Collected data:
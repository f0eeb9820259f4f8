use super::Filter;
use crate::{media::MediaKind, torrent_item::TorrentItem, user_config::UserConfig};

const GIB: u64 = 1024 * 1024 * 1024;

/// Drops movies larger than the configured cap. Series are exempt because a
/// season pack's size says nothing about the single episode inside it.
#[derive(Debug)]
pub struct MaxSizeFilter {
    max_size_bytes: u64,
    kind: MediaKind,
}

impl MaxSizeFilter {
    pub fn new(config: &UserConfig, kind: MediaKind) -> Self {
        Self {
            max_size_bytes: config.max_size * GIB,
            kind,
        }
    }
}

impl Filter for MaxSizeFilter {
    fn name(&self) -> &'static str {
        "maxSize"
    }

    fn is_enabled(&self) -> bool {
        self.max_size_bytes > 0 && self.kind == MediaKind::Movie
    }

    fn apply(&self, items: Vec<TorrentItem>) -> Vec<TorrentItem> {
        items
            .into_iter()
            .filter(|item| item.size <= self.max_size_bytes)
            .collect()
    }
}

#[cfg(test)]
mod tests {
    use super::*;
    use crate::filters::test_support::item;

    #[test]
    fn drops_oversized_movies() {
        let config = UserConfig {
            max_size: 2,
            ..UserConfig::default()
        };
        let filter = MaxSizeFilter::new(&config, MediaKind::Movie);
        assert!(filter.is_enabled());

        let small = item("Movie.2020.1080p", GIB, 5);
        let exact = item("Movie.2020.2160p", 2 * GIB, 5);
        let large = item("Movie.2020.REMUX", 3 * GIB, 5);
        let kept = filter.apply(vec![small, exact, large]);
        assert_eq!(kept.len(), 2);
    }

    #[test]
    fn disabled_for_series_and_zero_cap() {
        let config = UserConfig {
            max_size: 2,
            ..UserConfig::default()
        };
        assert!(!MaxSizeFilter::new(&config, MediaKind::Series).is_enabled());

        let config = UserConfig::default();
        assert!(!MaxSizeFilter::new(&config, MediaKind::Movie).is_enabled());
    }
}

### TASK DESCRIPTION
Each line that contains the string "impl" counts once; report how many such lines the entries have, giving only the number.

### RESPONSE TO THE EXERCISE
2